Line by line, output the material without altering anything.

*Dataset*
# # #
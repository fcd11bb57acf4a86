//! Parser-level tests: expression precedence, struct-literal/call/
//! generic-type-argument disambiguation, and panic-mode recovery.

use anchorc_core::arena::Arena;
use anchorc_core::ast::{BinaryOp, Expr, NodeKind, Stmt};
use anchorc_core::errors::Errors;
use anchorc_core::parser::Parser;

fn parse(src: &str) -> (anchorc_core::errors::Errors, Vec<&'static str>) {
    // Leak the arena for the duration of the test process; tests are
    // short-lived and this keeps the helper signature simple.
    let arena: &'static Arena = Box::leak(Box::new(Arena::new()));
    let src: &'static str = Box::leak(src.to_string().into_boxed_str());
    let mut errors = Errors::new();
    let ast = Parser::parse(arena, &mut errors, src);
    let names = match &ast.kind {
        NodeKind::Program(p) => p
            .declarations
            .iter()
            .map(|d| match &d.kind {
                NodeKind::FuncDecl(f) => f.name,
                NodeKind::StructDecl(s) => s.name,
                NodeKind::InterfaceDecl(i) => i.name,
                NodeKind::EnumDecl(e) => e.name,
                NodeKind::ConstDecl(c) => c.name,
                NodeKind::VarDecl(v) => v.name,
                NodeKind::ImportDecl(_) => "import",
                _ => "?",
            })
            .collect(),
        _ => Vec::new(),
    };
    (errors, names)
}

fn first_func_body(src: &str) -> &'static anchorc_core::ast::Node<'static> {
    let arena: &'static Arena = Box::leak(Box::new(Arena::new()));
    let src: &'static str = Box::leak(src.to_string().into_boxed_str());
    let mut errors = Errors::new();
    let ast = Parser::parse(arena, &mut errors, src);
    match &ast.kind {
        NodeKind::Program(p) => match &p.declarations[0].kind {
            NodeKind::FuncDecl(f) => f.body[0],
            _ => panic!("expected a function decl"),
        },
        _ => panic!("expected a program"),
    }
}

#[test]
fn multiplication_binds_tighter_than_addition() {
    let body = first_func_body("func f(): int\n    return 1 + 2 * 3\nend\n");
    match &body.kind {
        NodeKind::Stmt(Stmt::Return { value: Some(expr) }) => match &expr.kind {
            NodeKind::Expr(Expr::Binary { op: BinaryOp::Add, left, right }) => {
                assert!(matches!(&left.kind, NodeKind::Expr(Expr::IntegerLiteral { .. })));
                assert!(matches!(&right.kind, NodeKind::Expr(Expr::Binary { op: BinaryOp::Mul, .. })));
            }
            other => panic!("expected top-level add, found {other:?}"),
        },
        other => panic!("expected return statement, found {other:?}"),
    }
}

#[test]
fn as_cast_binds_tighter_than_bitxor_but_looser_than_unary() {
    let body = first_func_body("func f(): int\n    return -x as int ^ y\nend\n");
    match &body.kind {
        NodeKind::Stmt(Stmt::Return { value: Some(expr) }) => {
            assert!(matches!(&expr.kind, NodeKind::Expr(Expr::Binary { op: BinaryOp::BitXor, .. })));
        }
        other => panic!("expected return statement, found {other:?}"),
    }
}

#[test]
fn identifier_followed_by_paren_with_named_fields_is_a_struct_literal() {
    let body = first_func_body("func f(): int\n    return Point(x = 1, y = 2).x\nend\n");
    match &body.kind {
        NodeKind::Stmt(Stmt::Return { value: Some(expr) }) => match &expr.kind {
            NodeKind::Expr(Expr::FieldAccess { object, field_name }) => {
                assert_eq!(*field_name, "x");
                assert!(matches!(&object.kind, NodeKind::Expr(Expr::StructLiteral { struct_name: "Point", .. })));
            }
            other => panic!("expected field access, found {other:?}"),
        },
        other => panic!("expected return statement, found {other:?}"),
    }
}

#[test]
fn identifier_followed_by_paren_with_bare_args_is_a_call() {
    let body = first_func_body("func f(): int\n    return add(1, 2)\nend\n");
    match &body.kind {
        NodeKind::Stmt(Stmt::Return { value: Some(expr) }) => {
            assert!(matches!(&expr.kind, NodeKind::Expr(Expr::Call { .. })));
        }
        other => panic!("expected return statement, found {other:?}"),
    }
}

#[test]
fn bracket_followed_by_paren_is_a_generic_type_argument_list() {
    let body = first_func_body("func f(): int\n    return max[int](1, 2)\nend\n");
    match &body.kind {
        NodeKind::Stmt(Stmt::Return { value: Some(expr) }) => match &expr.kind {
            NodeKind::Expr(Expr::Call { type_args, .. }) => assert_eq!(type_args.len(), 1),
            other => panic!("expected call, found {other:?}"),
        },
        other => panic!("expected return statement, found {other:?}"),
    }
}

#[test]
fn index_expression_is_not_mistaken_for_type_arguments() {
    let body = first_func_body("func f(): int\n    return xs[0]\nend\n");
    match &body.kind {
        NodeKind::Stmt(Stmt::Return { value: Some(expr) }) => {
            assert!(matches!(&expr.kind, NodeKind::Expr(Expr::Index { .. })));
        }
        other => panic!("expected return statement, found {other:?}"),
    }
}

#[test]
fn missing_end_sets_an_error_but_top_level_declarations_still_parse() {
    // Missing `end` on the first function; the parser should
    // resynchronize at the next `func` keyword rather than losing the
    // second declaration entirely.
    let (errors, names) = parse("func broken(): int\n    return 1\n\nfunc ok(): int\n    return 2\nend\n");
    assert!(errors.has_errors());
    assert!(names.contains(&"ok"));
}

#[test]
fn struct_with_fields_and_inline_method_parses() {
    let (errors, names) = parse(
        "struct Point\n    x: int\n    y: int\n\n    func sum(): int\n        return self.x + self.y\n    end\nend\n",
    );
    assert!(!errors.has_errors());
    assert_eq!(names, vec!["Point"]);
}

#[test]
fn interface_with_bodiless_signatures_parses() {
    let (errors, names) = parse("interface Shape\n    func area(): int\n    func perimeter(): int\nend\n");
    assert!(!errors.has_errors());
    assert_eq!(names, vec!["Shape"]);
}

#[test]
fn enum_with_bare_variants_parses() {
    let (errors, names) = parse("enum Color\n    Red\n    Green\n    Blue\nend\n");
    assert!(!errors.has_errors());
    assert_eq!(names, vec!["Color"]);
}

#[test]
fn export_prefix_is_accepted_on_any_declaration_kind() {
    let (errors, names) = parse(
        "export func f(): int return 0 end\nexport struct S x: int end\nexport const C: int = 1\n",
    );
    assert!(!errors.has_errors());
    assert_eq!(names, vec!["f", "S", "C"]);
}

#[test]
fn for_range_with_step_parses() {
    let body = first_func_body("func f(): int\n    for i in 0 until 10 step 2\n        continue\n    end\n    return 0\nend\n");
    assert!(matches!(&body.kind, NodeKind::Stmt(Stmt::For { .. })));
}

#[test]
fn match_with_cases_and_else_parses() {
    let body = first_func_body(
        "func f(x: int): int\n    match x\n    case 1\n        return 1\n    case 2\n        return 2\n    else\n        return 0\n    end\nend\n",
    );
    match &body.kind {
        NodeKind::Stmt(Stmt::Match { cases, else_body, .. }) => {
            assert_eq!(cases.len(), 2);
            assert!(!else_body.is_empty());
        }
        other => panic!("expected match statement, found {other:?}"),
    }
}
# # #
*Answer to this exercise*
repository fcd11bb57acf4a86
//! Parser-level tests: expression precedence, struct-literal/call/
//! generic-type-argument disambiguation, and panic-mode recovery.

use anchorc_core::arena::Arena;
use anchorc_core::ast::{BinaryOp, Expr, NodeKind, Stmt};
use anchorc_core::errors::Errors;
use anchorc_core::parser::Parser;

fn parse(src: &str) -> (anchorc_core::errors::Errors, Vec<&'static str>) {
    // Leak the arena for the duration of the test process; tests are
    // short-lived and this keeps the helper signature simple.
    let arena: &'static Arena = Box::leak(Box::new(Arena::new()));
    let src: &'static str = Box::leak(src.to_string().into_boxed_str());
    let mut errors = Errors::new();
    let ast = Parser::parse(arena, &mut errors, src);
    let names = match &ast.kind {
        NodeKind::Program(p) => p
            .declarations
            .iter()
            .map(|d| match &d.kind {
                NodeKind::FuncDecl(f) => f.name,
                NodeKind::StructDecl(s) => s.name,
                NodeKind::InterfaceDecl(i) => i.name,
                NodeKind::EnumDecl(e) => e.name,
                NodeKind::ConstDecl(c) => c.name,
                NodeKind::VarDecl(v) => v.name,
                NodeKind::ImportDecl(_) => "import",
                _ => "?",
            })
            .collect(),
        _ => Vec::new(),
    };
    (errors, names)
}

fn first_func_body(src: &str) -> &'static anchorc_core::ast::Node<'static> {
    let arena: &'static Arena = Box::leak(Box::new(Arena::new()));
    let src: &'static str = Box::leak(src.to_string().into_boxed_str());
    let mut errors = Errors::new();
    let ast = Parser::parse(arena, &mut errors, src);
    match &ast.kind {
        NodeKind::Program(p) => match &p.declarations[0].kind {
            NodeKind::FuncDecl(f) => f.body[0],
            _ => panic!("expected a function decl"),
        },
        _ => panic!("expected a program"),
    }
}

#[test]
fn multiplication_binds_tighter_than_addition() {
    let body = first_func_body("func f(): int\n    return 1 + 2 * 3\nend\n");
    match &body.kind {
        NodeKind::Stmt(Stmt::Return { value: Some(expr) }) => match &expr.kind {
            NodeKind::Expr(Expr::Binary { op: BinaryOp::Add, left, right }) => {
                assert!(matches!(&left.kind, NodeKind::Expr(Expr::IntegerLiteral { .. })));
                assert!(matches!(&right.kind, NodeKind::Expr(Expr::Binary { op: BinaryOp::Mul, .. })));
            }
            other => panic!("expected top-level add, found {other:?}"),
        },
        other => panic!("expected return statement, found {other:?}"),
    }
}

#[test]
fn as_cast_binds_tighter_than_bitxor_but_looser_than_unary() {
    let body = first_func_body("func f(): int\n    return -x as int ^ y\nend\n");
    match &body.kind {
        NodeKind::Stmt(Stmt::Return { value: Some(expr) }) => {
            assert!(matches!(&expr.kind, NodeKind::Expr(Expr::Binary { op: BinaryOp::BitXor, .. })));
        }
        other => panic!("expected return statement, found {other:?}"),
    }
}

#[test]
fn identifier_followed_by_paren_with_named_fields_is_a_struct_literal() {
    let body = first_func_body("func f(): int\n    return Point(x = 1, y = 2).x\nend\n");
    match &body.kind {
        NodeKind::Stmt(Stmt::Return { value: Some(expr) }) => match &expr.kind {
            NodeKind::Expr(Expr::FieldAccess { object, field_name }) => {
                assert_eq!(*field_name, "x");
                assert!(matches!(&object.kind, NodeKind::Expr(Expr::StructLiteral { struct_name: "Point", .. })));
            }
            other => panic!("expected field access, found {other:?}"),
        },
        other => panic!("expected return statement, found {other:?}"),
    }
}

#[test]
fn identifier_followed_by_paren_with_bare_args_is_a_call() {
    let body = first_func_body("func f(): int\n    return add(1, 2)\nend\n");
    match &body.kind {
        NodeKind::Stmt(Stmt::Return { value: Some(expr) }) => {
            assert!(matches!(&expr.kind, NodeKind::Expr(Expr::Call { .. })));
        }
        other => panic!("expected return statement, found {other:?}"),
    }
}

#[test]
fn bracket_followed_by_paren_is_a_generic_type_argument_list() {
    let body = first_func_body("func f(): int\n    return max[int](1, 2)\nend\n");
    match &body.kind {
        NodeKind::Stmt(Stmt::Return { value: Some(expr) }) => match &expr.kind {
            NodeKind::Expr(Expr::Call { type_args, .. }) => assert_eq!(type_args.len(), 1),
            other => panic!("expected call, found {other:?}"),
        },
        other => panic!("expected return statement, found {other:?}"),
    }
}

#[test]
fn index_expression_is_not_mistaken_for_type_arguments() {
    let body = first_func_body("func f(): int\n    return xs[0]\nend\n");
    match &body.kind {
        NodeKind::Stmt(Stmt::Return { value: Some(expr) }) => {
            assert!(matches!(&expr.kind, NodeKind::Expr(Expr::Index { .. })));
        }
        other => panic!("expected return statement, found {other:?}"),
    }
}

#[test]
fn missing_end_sets_an_error_but_top_level_declarations_still_parse() {
    // Missing `end` on the first function; the parser should
    // resynchronize at the next `func` keyword rather than losing the
    // second declaration entirely.
    let (errors, names) = parse("func broken(): int\n    return 1\n\nfunc ok(): int\n    return 2\nend\n");
    assert!(errors.has_errors());
    assert!(names.contains(&"ok"));
}

#[test]
fn struct_with_fields_and_inline_method_parses() {
    let (errors, names) = parse(
        "struct Point\n    x: int\n    y: int\n\n    func sum(): int\n        return self.x + self.y\n    end\nend\n",
    );
    assert!(!errors.has_errors());
    assert_eq!(names, vec!["Point"]);
}

#[test]
fn interface_with_bodiless_signatures_parses() {
    let (errors, names) = parse("interface Shape\n    func area(): int\n    func perimeter(): int\nend\n");
    assert!(!errors.has_errors());
    assert_eq!(names, vec!["Shape"]);
}

#[test]
fn enum_with_bare_variants_parses() {
    let (errors, names) = parse("enum Color\n    Red\n    Green\n    Blue\nend\n");
    assert!(!errors.has_errors());
    assert_eq!(names, vec!["Color"]);
}

#[test]
fn export_prefix_is_accepted_on_any_declaration_kind() {
    let (errors, names) = parse(
        "export func f(): int return 0 end\nexport struct S x: int end\nexport const C: int = 1\n",
    );
    assert!(!errors.has_errors());
    assert_eq!(names, vec!["f", "S", "C"]);
}

#[test]
fn for_range_with_step_parses() {
    let body = first_func_body("func f(): int\n    for i in 0 until 10 step 2\n        continue\n    end\n    return 0\nend\n");
    assert!(matches!(&body.kind, NodeKind::Stmt(Stmt::For { .. })));
}

#[test]
fn match_with_cases_and_else_parses() {
    let body = first_func_body(
        "func f(x: int): int\n    match x\n    case 1\n        return 1\n    case 2\n        return 2\n    else\n        return 0\n    end\nend\n",
    );
    match &body.kind {
        NodeKind::Stmt(Stmt::Match { cases, else_body, .. }) => {
            assert_eq!(cases.len(), 2);
            assert!(!else_body.is_empty());
        }
        other => panic!("expected match statement, found {other:?}"),
    }
}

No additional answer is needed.